-- MATERIAL FOR THIS EXERCISE follows --

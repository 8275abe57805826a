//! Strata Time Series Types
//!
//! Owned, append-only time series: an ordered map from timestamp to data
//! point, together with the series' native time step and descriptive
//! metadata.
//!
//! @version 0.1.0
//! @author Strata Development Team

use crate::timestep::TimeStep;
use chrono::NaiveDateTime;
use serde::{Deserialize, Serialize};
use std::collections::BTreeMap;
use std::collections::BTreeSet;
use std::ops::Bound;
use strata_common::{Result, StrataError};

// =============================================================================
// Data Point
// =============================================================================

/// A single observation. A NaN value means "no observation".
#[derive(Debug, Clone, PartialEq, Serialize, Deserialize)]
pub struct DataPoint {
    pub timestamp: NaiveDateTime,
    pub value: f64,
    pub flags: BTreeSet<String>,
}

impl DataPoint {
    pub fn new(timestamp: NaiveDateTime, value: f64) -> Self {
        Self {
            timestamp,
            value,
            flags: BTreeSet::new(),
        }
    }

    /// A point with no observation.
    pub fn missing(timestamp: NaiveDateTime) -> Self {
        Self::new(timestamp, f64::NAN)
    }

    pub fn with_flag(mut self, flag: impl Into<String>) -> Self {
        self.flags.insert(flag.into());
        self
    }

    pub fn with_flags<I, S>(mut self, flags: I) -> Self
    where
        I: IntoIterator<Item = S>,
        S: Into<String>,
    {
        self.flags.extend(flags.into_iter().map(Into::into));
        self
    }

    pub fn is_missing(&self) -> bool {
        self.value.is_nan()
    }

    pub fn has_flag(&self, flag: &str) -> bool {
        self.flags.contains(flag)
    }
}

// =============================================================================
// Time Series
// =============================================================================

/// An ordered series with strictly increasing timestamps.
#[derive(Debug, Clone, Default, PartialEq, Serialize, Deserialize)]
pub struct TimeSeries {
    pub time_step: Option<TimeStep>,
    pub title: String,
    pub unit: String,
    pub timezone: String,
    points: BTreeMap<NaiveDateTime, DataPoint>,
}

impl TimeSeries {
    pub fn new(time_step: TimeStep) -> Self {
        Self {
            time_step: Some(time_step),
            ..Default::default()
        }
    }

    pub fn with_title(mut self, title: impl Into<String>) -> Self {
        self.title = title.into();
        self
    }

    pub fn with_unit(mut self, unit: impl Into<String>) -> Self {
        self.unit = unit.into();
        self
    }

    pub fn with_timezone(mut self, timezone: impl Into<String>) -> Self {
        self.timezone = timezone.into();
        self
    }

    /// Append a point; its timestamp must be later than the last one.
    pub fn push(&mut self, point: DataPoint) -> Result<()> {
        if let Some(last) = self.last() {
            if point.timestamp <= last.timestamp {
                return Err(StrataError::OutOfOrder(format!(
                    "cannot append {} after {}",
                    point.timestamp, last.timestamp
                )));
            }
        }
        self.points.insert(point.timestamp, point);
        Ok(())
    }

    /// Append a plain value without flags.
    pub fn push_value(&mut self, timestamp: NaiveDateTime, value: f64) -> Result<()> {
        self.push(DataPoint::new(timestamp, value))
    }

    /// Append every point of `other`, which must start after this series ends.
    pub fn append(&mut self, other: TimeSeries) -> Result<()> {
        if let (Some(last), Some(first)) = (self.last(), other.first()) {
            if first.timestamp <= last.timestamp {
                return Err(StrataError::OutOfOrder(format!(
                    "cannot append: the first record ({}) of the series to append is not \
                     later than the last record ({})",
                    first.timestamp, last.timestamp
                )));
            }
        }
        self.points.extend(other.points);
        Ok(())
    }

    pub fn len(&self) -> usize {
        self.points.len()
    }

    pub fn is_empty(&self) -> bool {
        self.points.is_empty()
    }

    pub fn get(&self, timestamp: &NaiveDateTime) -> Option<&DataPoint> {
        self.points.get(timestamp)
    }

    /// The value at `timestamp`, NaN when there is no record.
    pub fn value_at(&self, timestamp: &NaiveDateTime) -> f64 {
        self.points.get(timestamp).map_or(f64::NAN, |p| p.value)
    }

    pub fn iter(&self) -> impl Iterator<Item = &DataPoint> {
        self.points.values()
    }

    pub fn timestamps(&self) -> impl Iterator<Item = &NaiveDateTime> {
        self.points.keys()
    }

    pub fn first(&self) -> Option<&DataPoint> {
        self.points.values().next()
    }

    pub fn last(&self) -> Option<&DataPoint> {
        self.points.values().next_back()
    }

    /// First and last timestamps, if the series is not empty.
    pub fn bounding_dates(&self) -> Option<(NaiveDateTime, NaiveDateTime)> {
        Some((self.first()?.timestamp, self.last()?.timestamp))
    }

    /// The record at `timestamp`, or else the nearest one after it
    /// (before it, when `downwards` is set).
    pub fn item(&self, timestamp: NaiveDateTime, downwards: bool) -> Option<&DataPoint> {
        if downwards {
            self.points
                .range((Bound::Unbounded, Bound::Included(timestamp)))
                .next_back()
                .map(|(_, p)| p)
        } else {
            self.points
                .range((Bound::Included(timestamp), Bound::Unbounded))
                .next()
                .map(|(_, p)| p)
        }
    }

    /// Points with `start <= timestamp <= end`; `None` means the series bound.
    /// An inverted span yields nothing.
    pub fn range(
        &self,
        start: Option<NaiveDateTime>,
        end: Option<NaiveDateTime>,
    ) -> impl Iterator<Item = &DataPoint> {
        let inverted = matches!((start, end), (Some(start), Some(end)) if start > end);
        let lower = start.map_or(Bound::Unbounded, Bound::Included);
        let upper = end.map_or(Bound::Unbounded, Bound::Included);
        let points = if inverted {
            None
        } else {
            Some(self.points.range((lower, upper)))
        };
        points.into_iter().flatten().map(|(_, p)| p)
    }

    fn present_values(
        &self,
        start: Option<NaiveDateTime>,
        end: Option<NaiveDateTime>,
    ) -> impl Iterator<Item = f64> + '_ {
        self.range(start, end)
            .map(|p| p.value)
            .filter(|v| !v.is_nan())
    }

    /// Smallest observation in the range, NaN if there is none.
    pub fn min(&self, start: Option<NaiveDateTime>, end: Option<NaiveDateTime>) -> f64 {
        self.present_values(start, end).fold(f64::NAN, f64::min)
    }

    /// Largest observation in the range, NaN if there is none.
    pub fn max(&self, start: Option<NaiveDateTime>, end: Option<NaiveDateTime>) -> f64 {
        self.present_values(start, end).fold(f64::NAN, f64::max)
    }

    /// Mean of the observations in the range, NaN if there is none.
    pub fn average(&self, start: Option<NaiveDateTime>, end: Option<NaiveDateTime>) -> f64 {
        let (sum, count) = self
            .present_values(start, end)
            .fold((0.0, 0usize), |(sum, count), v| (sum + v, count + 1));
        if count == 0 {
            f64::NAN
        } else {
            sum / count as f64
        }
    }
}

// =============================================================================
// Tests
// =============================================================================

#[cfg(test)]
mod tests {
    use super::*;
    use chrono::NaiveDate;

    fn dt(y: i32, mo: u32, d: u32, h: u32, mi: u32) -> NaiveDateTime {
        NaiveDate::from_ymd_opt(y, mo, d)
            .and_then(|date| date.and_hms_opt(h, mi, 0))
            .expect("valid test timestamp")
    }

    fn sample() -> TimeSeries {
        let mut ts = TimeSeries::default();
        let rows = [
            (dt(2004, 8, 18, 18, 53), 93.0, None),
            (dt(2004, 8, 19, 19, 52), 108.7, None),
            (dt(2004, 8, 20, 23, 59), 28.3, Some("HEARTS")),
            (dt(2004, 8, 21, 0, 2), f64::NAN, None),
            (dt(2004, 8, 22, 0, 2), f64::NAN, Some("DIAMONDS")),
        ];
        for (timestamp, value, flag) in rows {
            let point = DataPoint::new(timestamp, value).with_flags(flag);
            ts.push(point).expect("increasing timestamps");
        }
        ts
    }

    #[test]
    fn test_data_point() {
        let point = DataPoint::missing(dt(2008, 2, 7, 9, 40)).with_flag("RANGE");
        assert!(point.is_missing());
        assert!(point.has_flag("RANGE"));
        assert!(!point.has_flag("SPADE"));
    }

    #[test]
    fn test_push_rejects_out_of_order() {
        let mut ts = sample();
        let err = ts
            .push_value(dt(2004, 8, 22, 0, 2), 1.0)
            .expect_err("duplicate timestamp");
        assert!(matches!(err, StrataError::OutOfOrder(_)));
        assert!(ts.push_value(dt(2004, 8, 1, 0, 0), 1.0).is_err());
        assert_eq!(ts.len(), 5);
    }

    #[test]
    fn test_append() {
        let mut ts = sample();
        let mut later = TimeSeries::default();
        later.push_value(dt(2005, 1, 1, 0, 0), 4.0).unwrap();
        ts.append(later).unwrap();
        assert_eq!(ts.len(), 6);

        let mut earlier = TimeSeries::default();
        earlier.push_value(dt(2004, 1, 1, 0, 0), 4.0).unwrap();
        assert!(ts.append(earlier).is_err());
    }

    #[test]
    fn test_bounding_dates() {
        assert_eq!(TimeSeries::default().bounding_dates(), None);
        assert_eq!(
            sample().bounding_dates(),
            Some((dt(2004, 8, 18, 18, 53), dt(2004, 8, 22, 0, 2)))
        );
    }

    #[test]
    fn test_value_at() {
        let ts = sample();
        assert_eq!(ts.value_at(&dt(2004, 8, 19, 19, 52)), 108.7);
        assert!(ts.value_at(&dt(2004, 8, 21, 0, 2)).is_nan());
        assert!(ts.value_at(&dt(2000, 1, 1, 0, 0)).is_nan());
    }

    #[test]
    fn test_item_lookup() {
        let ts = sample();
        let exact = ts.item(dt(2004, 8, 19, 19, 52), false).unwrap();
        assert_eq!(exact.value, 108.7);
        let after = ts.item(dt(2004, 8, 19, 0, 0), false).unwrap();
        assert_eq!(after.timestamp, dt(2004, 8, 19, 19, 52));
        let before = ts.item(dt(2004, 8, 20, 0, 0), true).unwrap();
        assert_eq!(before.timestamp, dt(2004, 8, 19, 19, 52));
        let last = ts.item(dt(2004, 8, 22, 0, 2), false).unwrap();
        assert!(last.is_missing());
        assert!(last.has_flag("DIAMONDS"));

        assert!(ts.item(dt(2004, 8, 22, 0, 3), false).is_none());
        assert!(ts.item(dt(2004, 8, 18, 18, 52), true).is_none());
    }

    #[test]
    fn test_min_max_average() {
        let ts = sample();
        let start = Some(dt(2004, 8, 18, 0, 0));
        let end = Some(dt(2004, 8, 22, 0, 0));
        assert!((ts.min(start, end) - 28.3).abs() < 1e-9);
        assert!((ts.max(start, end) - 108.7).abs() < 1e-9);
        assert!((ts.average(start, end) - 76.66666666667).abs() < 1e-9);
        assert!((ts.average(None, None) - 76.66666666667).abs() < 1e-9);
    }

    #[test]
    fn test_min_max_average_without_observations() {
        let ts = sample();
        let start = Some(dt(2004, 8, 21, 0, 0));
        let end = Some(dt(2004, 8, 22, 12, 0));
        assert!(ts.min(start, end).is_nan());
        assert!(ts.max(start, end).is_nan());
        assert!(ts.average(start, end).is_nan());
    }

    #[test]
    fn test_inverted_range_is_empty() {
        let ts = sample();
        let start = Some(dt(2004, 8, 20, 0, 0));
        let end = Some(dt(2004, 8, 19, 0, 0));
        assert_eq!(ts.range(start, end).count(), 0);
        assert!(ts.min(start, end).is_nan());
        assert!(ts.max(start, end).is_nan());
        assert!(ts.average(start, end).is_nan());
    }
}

-- MATERIAL FOR THIS EXERCISE concluded --

### [WORK TO BE COMPLETED]
Count the lines of the data that contain the string "unit", and reply with that number alone.

### [ANSWER SPACE]
3